I had a client a while back — let’s call her T. She came to me overwhelmed, frustrated, and convinced she just wasn’t cut out for entrepreneurship. Her phone wasn’t ringing. Her website barely got traffic. And every time she tried to talk to a shipper, her voice shook.
She said the words I’ve heard more times than I can count:
“Maybe I should just quit.”
But here’s the thing — people don’t want to quit because the business isn’t working.
They want to quit because they’re tired of growing through discomfort.
T. was doing everything right — she just wasn’t giving herself enough time to see the results.
So I gave her the same advice I’ve lived by in my own 13-year journey:
“Your breakthrough doesn’t show up until you keep going after the moment you think you’ve had enough.”
We tightened her pitch.
We cleaned up her online presence.
We practiced confidence — on purpose.
And then it happened.
Two weeks later, she emailed me:
“Coach Roslyn… I got my first contract.”
Not a gig.
A real contract.
A year-long agreement with predictable revenue.

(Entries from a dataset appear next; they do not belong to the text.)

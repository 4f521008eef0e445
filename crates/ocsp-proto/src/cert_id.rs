//! CertID: the key that ties a request to its response
//!
//! ```asn1
//! CertID ::= SEQUENCE {
//!     hashAlgorithm       AlgorithmIdentifier,
//!     issuerNameHash      OCTET STRING,
//!     issuerKeyHash       OCTET STRING,
//!     serialNumber        CertificateSerialNumber
//! }
//! ```

use crate::certificate::Certificate;
use crate::crypto::{CryptoEngine, HashAlgorithm};
use crate::der::{
    der_integer, der_null, der_octet_string, der_oid, der_sequence, tag, Tlv,
};
use crate::error::{OcspError, Result};

/// Identifies one certificate to a responder
#[derive(Debug, Clone, PartialEq, Eq)]
pub struct CertId {
    /// Hash algorithm used for the two issuer hashes
    pub hash_algorithm: HashAlgorithm,
    /// Hash of the issuer's DER-encoded subject Name
    pub issuer_name_hash: Vec<u8>,
    /// Hash of the issuer's subjectPublicKey bits
    pub issuer_key_hash: Vec<u8>,
    /// Serial number content octets
    pub serial_number: Vec<u8>,
}

impl CertId {
    /// Compute the CertID of `cert` as issued by `issuer`
    pub fn new(
        engine: &dyn CryptoEngine,
        cert: &Certificate,
        issuer: &Certificate,
        hash_algorithm: HashAlgorithm,
    ) -> Self {
        Self {
            hash_algorithm,
            issuer_name_hash: engine.digest(hash_algorithm, issuer.subject_raw()),
            issuer_key_hash: engine.digest(hash_algorithm, issuer.public_key_bits()),
            serial_number: cert.raw_serial().to_vec(),
        }
    }

    /// DER encoding
    pub fn to_der(&self) -> Vec<u8> {
        let mut hash_algo_content = der_oid(self.hash_algorithm.oid());
        hash_algo_content.extend_from_slice(&der_null());

        let mut cert_id = der_sequence(&hash_algo_content);
        cert_id.extend_from_slice(&der_octet_string(&self.issuer_name_hash));
        cert_id.extend_from_slice(&der_octet_string(&self.issuer_key_hash));
        cert_id.extend_from_slice(&der_integer(&self.serial_number));

        der_sequence(&cert_id)
    }

    /// Decode a CertID element
    ///
    /// Absent and NULL hash parameters are treated alike, so equality of the
    /// decoded value only depends on the algorithm OID and the three remaining
    /// fields.
    pub fn from_tlv(tlv: Tlv<'_>) -> Result<Self> {
        let items = tlv.sequence("CertID")?;
        let [algorithm, name_hash, key_hash, serial] = items.as_slice() else {
            return Err(OcspError::malformed("CertID must have four elements"));
        };

        let algorithm_oid = algorithm
            .sequence("CertID.hashAlgorithm")?
            .into_iter()
            .next()
            .ok_or_else(|| OcspError::malformed("empty CertID.hashAlgorithm"))?
            .expect(tag::OID, "CertID.hashAlgorithm")?;
        let hash_algorithm = HashAlgorithm::from_oid(&algorithm_oid).ok_or_else(|| {
            OcspError::UnsupportedAlgorithm(crate::der::oid_to_string(algorithm_oid.content))
        })?;

        Ok(Self {
            hash_algorithm,
            issuer_name_hash: name_hash
                .expect(tag::OCTET_STRING, "CertID.issuerNameHash")?
                .content
                .to_vec(),
            issuer_key_hash: key_hash
                .expect(tag::OCTET_STRING, "CertID.issuerKeyHash")?
                .content
                .to_vec(),
            serial_number: serial.expect(tag::INTEGER, "CertID.serialNumber")?.content.to_vec(),
        })
    }
}
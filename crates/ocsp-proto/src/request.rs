//! OCSP request construction - RFC 6960 Section 4.1
//!
//! ```asn1
//! OCSPRequest ::= SEQUENCE {
//!     tbsRequest          TBSRequest,
//!     optionalSignature   [0] EXPLICIT Signature OPTIONAL
//! }
//!
//! TBSRequest ::= SEQUENCE {
//!     version             [0] EXPLICIT Version DEFAULT v1,
//!     requestorName       [1] EXPLICIT GeneralName OPTIONAL,
//!     requestList         SEQUENCE OF Request,
//!     requestExtensions   [2] EXPLICIT Extensions OPTIONAL
//! }
//!
//! Request ::= SEQUENCE {
//!     reqCert                 CertID,
//!     singleRequestExtensions [0] EXPLICIT Extensions OPTIONAL
//! }
//! ```
//!
//! Requests are unsigned and always carry exactly one certificate. When
//! enabled, a 32-byte nonce (RFC 8954) goes into `requestExtensions`.

use crate::cert_id::CertId;
use crate::certificate::Certificate;
use crate::crypto::{CryptoEngine, HashAlgorithm};
use crate::der::{
    der_explicit_context, der_octet_string, der_oid, der_sequence, oid, tag, Tlv,
};
use crate::error::{OcspError, Result};
use tracing::debug;

/// Nonce length in bytes (RFC 8954 recommends 32)
pub const NONCE_LEN: usize = 32;

/// A serialized single-certificate OCSP request
#[derive(Debug, Clone, PartialEq, Eq)]
pub struct OcspRequest {
    cert_id: CertId,
    nonce: Option<Vec<u8>>,
    der: Vec<u8>,
}

impl OcspRequest {
    /// CertID of the queried certificate
    pub fn cert_id(&self) -> &CertId {
        &self.cert_id
    }

    /// Raw nonce bytes, if one was attached
    pub fn nonce(&self) -> Option<&[u8]> {
        self.nonce.as_deref()
    }

    /// DER encoding, ready to POST
    pub fn to_der(&self) -> &[u8] {
        &self.der
    }

    /// Split into (DER bytes, nonce)
    pub fn into_parts(self) -> (Vec<u8>, Option<Vec<u8>>) {
        (self.der, self.nonce)
    }

    /// Decode a single-certificate request
    pub fn from_der(der: &[u8]) -> Result<Self> {
        let request_err =
            |e: OcspError| OcspError::MalformedResponse(format!("OCSP request: {}", e));

        let outer = Tlv::parse_exact(der)
            .and_then(|tlv| tlv.sequence("OCSPRequest"))
            .map_err(request_err)?;
        let tbs = outer
            .first()
            .ok_or_else(|| OcspError::malformed("OCSP request: empty OCSPRequest"))?
            .sequence("TBSRequest")
            .map_err(request_err)?;

        let mut request_list = None;
        let mut nonce = None;
        for item in tbs {
            if item.is_universal(tag::SEQUENCE) {
                request_list = Some(item.children().map_err(request_err)?);
            } else if item.is_context(2) {
                nonce = find_nonce(item.explicit_inner().map_err(request_err)?)
                    .map_err(request_err)?;
            }
        }

        let requests = request_list
            .ok_or_else(|| OcspError::malformed("OCSP request: missing requestList"))?;
        let [request] = requests.as_slice() else {
            return Err(OcspError::malformed(format!(
                "OCSP request: expected one Request, got {}",
                requests.len()
            )));
        };
        let cert_id_tlv = request
            .sequence("Request")
            .map_err(request_err)?
            .into_iter()
            .next()
            .ok_or_else(|| OcspError::malformed("OCSP request: empty Request"))?;

        Ok(Self {
            cert_id: CertId::from_tlv(cert_id_tlv).map_err(request_err)?,
            nonce,
            der: der.to_vec(),
        })
    }
}

/// OCSP request builder
///
/// Hashing and nonce generation go through the supplied [`CryptoEngine`].
pub struct OcspRequestBuilder<'a> {
    engine: &'a dyn CryptoEngine,
    hash_algorithm: HashAlgorithm,
    nonce_enabled: bool,
}

impl<'a> OcspRequestBuilder<'a> {
    /// SHA-1 CertID, nonce enabled
    pub fn new(engine: &'a dyn CryptoEngine) -> Self {
        Self {
            engine,
            hash_algorithm: HashAlgorithm::Sha1,
            nonce_enabled: true,
        }
    }

    /// Hash algorithm for the CertID
    pub fn with_hash_algorithm(mut self, hash_algorithm: HashAlgorithm) -> Self {
        self.hash_algorithm = hash_algorithm;
        self
    }

    /// Enable or disable the nonce extension
    pub fn with_nonce(mut self, enabled: bool) -> Self {
        self.nonce_enabled = enabled;
        self
    }

    /// Build the request for `cert` issued by `issuer`
    pub fn build(&self, cert: &Certificate, issuer: &Certificate) -> Result<OcspRequest> {
        let cert_id = CertId::new(self.engine, cert, issuer, self.hash_algorithm);

        let nonce = if self.nonce_enabled {
            let mut nonce = vec![0u8; NONCE_LEN];
            self.engine.fill_random(&mut nonce)?;
            Some(nonce)
        } else {
            None
        };

        // Request ::= SEQUENCE { reqCert }
        let request = der_sequence(&cert_id.to_der());

        // TBSRequest: version and requestorName omitted
        let mut tbs = der_sequence(&request);
        if let Some(nonce) = &nonce {
            tbs.extend_from_slice(&der_explicit_context(2, &nonce_extensions(nonce)));
        }

        let der = der_sequence(&der_sequence(&tbs));
        debug!(
            serial = %cert.serial_hex(),
            hash = ?self.hash_algorithm,
            nonce = nonce.is_some(),
            len = der.len(),
            "built OCSP request"
        );

        Ok(OcspRequest {
            cert_id,
            nonce,
            der,
        })
    }
}

/// Extensions ::= SEQUENCE OF Extension, holding only the nonce
///
/// extnValue wraps the nonce in its own OCTET STRING (RFC 8954 Section 2.1).
fn nonce_extensions(nonce: &[u8]) -> Vec<u8> {
    let mut ext = der_oid(oid::OCSP_NONCE);
    ext.extend_from_slice(&der_octet_string(&der_octet_string(nonce)));
    der_sequence(&der_sequence(&ext))
}

/// Find the nonce in an Extensions element
///
/// The inner OCTET STRING is unwrapped when present; responders that put the
/// bare nonce in extnValue are also accepted.
pub(crate) fn find_nonce(extensions: Tlv<'_>) -> Result<Option<Vec<u8>>> {
    for extension in extensions.sequence("Extensions")? {
        let fields = extension.sequence("Extension")?;
        let Some(extn_id) = fields.first() else {
            continue;
        };
        if !extn_id.is_oid(oid::OCSP_NONCE) {
            continue;
        }
        // critical BOOLEAN may sit between extnID and extnValue
        let extn_value = fields
            .iter()
            .skip(1)
            .find(|f| f.is_universal(tag::OCTET_STRING))
            .ok_or_else(|| OcspError::malformed("nonce extension without extnValue"))?;

        let nonce = match Tlv::parse_exact(extn_value.content) {
            Ok(inner) if inner.is_universal(tag::OCTET_STRING) => inner.content.to_vec(),
            _ => extn_value.content.to_vec(),
        };
        return Ok(Some(nonce));
    }
    Ok(None)
}
//! OCSP revocation checking client
//!
//! Network side of the OCSP engine in `ocsp-proto`: downloads issuer and
//! leaf certificates, posts requests to the responder and validates the
//! answers.
//!
//! # Example
//!
//! ```rust,no_run
//! use ocsp_client::{OcspClient, OcspConfig};
//!
//! # async fn run() -> Result<(), Box<dyn std::error::Error>> {
//! let client = OcspClient::new();
//! let verdict = client
//!     .check_by_domain("example.com", &OcspConfig::default())
//!     .await?;
//! println!("{} (from {})", verdict.status, verdict.ocsp_url);
//! # Ok(())
//! # }
//! ```

pub mod client;
pub mod config;
pub mod transport;

pub use client::{host_from_domain, OcspClient, RawOcspResponse};
pub use config::{ConfigError, OcspConfig, DEFAULT_TIMEOUT_MS};
pub use transport::{HttpMethod, HttpRequest, HttpResponse, HttpTransport, Transport};

pub use ocsp_proto::{
    decode_der_or_pem, CaInfo, CertStatus, Certificate, CertificateInput, NetworkStep, OcspError,
    RevocationReason, Verdict,
};
// Core algorithm exports
pub mod assembler;
pub mod distance;
pub mod provider;
pub mod ranking;
pub mod resolver;

pub use assembler::ResultAssembler;
pub use distance::{distance_between, haversine_distance};
pub use provider::{CandidateProvider, RatingsSource};
pub use ranking::{compare_distance, rank_batch, sort_by_distance, ResultSet};
pub use resolver::{Resolution, Stage, StageReport, TieredResolver};
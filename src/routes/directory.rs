use actix_web::{web, HttpResponse};

use crate::models::{DistrictsResponse, ErrorResponse, ProvincesResponse, RatingSummaryResponse};
use crate::routes::AppState;
use crate::services::PostgresError;

/// Configure reference data and review routes
pub fn configure(cfg: &mut web::ServiceConfig) {
    cfg.route("/address/cities", web::get().to(list_provinces))
        .route("/address/districts/{province_id}", web::get().to(list_districts))
        .route("/reviews/towtruck/{id}/summary", web::get().to(rating_summary));
}

/// GET /api/v1/address/cities
async fn list_provinces(state: web::Data<AppState>) -> HttpResponse {
    HttpResponse::Ok().json(ProvincesResponse {
        status: "success".to_string(),
        data: state.reference.provinces().to_vec(),
    })
}

/// GET /api/v1/address/districts/{provinceId}
async fn list_districts(state: web::Data<AppState>, path: web::Path<i32>) -> HttpResponse {
    let province_id = path.into_inner();

    if !state
        .reference
        .provinces()
        .iter()
        .any(|p| p.province_id == province_id)
    {
        return HttpResponse::NotFound().json(ErrorResponse {
            error: "not_found".to_string(),
            message: format!("Province {} not found", province_id),
            status_code: 404,
        });
    }

    HttpResponse::Ok().json(DistrictsResponse {
        status: "success".to_string(),
        data: state.reference.districts_of(province_id).to_vec(),
    })
}

/// GET /api/v1/reviews/towtruck/{id}/summary
async fn rating_summary(state: web::Data<AppState>, path: web::Path<i32>) -> HttpResponse {
    let tow_truck_id = path.into_inner();

    match state.postgres.tow_truck_rating(tow_truck_id).await {
        Ok(summary) => HttpResponse::Ok().json(RatingSummaryResponse {
            tow_truck_id,
            summary,
        }),
        Err(PostgresError::NotFound(message)) => HttpResponse::NotFound().json(ErrorResponse {
            error: "not_found".to_string(),
            message,
            status_code: 404,
        }),
        Err(e) => {
            tracing::error!("Failed to load rating summary for {}: {}", tow_truck_id, e);
            HttpResponse::InternalServerError().json(ErrorResponse {
                error: "rating_lookup_failed".to_string(),
                message: e.to_string(),
                status_code: 500,
            })
        }
    }
}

The same woman who almost quit.
The lesson?
The courier business isn’t for the faint of heart, but it rewards the ones who refuse to tap out when it gets uncomfortable.
Entrepreneurship will stretch you, embarrass you, humble you, and build you — usually in that order. But if you can push past the emotional dip, everything on the other side is worth it.
This business changes lives.
But only if you stay long enough to let it.